Demnach sind nur besondere, bei anderen Hilfebedürftigen regelmäßig nicht anzutreffende Umstände beachtlich und in ihrem Zusammenwirken zu prüfen. Gerade die Kumulation von Faktoren wie bspw. der Herkunft des Vermögensgegenstandes, der vom Hilfebedürftigen vorgenommene Zweckbestimmung, dessen Alter und die voraussichtliche Dauer der Arbeitslosigkeit, die in ihrem Zusammenspiel eine Versorgungslücke entstehen lassen (BSG, Urteil vom 7. Mai 2009, Az.: B 14 AS 35/08 R), vermögen eine besondere Härte zu begründen.
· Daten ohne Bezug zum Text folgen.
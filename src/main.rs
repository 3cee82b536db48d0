use std::net::SocketAddr;
use std::sync::Arc;
use std::time::Duration;

use tokio::signal;
use tracing_subscriber::{layer::SubscriberExt, util::SubscriberInitExt};

use api_rest::{AppState, ServerConfig, build_router};
use fileshare_core::{CoreConfig, FileService};

const LOGIN_ATTEMPT_PRUNE_INTERVAL_SECS: u64 = 60;

/// Main entry point for the fileshare server
///
/// Loads `.env`, resolves configuration, rebuilds the catalog from the JSON
/// index and serves the REST API until Ctrl+C or SIGTERM.
///
/// # Environment Variables
/// - `FILESHARE_ADDR`: Server address (default: "0.0.0.0:3002")
/// - `UPLOAD_DIR`: Directory holding uploaded files (default: "./uploads")
/// - `METADATA_FILE`: JSON index path (default: "./filedata.json")
/// - `LOGIN_PIN`, `JWT_SECRET_KEY`: Required login secrets
///
/// # Errors
/// Returns an error if configuration is missing or invalid, the upload
/// directory cannot be created, or the address cannot be bound.
#[tokio::main]
async fn main() -> anyhow::Result<()> {
    let dotenv = dotenvy::dotenv();

    tracing_subscriber::registry()
        .with(
            tracing_subscriber::EnvFilter::from_default_env()
                .add_directive("fileshare=info".parse()?)
                .add_directive("fileshare_run=info".parse()?)
                .add_directive("api_rest=info".parse()?)
                .add_directive("fileshare_core=info".parse()?),
        )
        .with(tracing_subscriber::fmt::layer())
        .init();

    if let Err(e) = dotenv {
        tracing::warn!("no .env file loaded: {}", e);
    }

    let server_cfg = ServerConfig::from_env()?;
    let core_cfg = Arc::new(CoreConfig::from_env_values(
        std::env::var("UPLOAD_DIR").ok(),
        std::env::var("METADATA_FILE").ok(),
    )?);
    tracing::debug!("configuration: {:?}", server_cfg);

    let files = Arc::new(FileService::init(core_cfg).await?);
    let state = AppState::new(files, &server_cfg);

    let auth = state.auth.clone();
    tokio::spawn(async move {
        let mut interval =
            tokio::time::interval(Duration::from_secs(LOGIN_ATTEMPT_PRUNE_INTERVAL_SECS));
        loop {
            interval.tick().await;
            auth.limiter.prune().await;
        }
    });

    let app = build_router(state, &server_cfg.public_dir);

    tracing::info!("++ Starting fileshare on {}", server_cfg.addr);
    let listener = tokio::net::TcpListener::bind(&server_cfg.addr).await?;
    axum::serve(
        listener,
        app.into_make_service_with_connect_info::<SocketAddr>(),
    )
    .with_graceful_shutdown(shutdown_signal())
    .await?;

    tracing::info!("-- fileshare stopped");
    Ok(())
}

async fn shutdown_signal() {
    let ctrl_c = async {
        if let Err(e) = signal::ctrl_c().await {
            tracing::error!("failed to listen for Ctrl+C: {}", e);
            std::future::pending::<()>().await;
        }
    };

    #[cfg(unix)]
    let terminate = async {
        match signal::unix::signal(signal::unix::SignalKind::terminate()) {
            Ok(mut sigterm) => {
                sigterm.recv().await;
            }
            Err(e) => {
                tracing::error!("failed to listen for SIGTERM: {}", e);
                std::future::pending::<()>().await;
            }
        }
    };

    #[cfg(not(unix))]
    let terminate = std::future::pending::<()>();

    tokio::select! {
        _ = ctrl_c => {},
        _ = terminate => {},
    }

    tracing::info!("shutdown signal received");
}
In Anlegung dieser Maßstäbe ist die Kammer nicht davon überzeugt, dass die Verwertung der Lebensversicherung bei der "B M Versicherung" eine besondere Härte darstellt. Vor dem Hintergrund, dass der "Schutz" der Vermögenswerte dem Grunde nach, gemäß § 12 Abs. 2 Nr. 3 SGB II gewährleistet ist, und vorliegend nur deswegen im streitgegenständlichen Zeitraum nicht zu Gunsten der Kläger zu berücksichtigen ist, weil sie erst nach Ende des streitgegenständlichen Zeitraums einen Verwertungsausschluss nach § 165 VVG vereinbart haben, sieht das Gericht bei Berücksichtigung der oben angeführten Faktoren keine besondere Härte begründet. Dies gründet insbesondere darin, dass die Kläger bzw. insbesondere der Kläger zu 1) – welcher unstreitig Lücken in seinem Rentenversicherungsverlauf aufweist (vgl. Bl. 84 d. GA, wonach die zu erwartende Altersrente des Kläger zu 1) für den Berechnungszeitraum vom 01.08.1977 bis 31.05.2009 lediglich 463,43 EUR mtl. beträgt) – im streitbefangenen Zeitraum noch deutlich mehr als zehn Jahre vom regulären Rentenbezugsalter (Erreichen der Regelaltersrente des Klägers zu 1) im Jahr 2027) entfernt waren. Schließlich ist eine Wiedereingliederung der Kläger bzw. insbesondere des Klägers zu 1) in den Arbeitsmarkt in Anbetracht des beruflichen Werdegangs nicht ausgeschlossen. Die letzte Erwerbstätigkeit des Klägers zu 1) liegt zeitlich auch nicht derart weit zurück, dass von einer vollständigen Loslösung vom Arbeitsprozess auszugehen ist. Mithin besteht nach Auffassung des Gerichts durchaus noch die Möglichkeit weitere Rentenanwartschaften zu erwerben, welche ein Bestreiten des Lebensunterhalts ermöglichen.

Die Lebensversicherung bei der "B M" war mithin kein geschütztes Vermögen und demzufolge zur Bestreitung des Lebensunterhalts für den streitgegenständlichen Zeitraum einzusetzen.

Die Kostenentscheidung beruht auf § 193 SGG.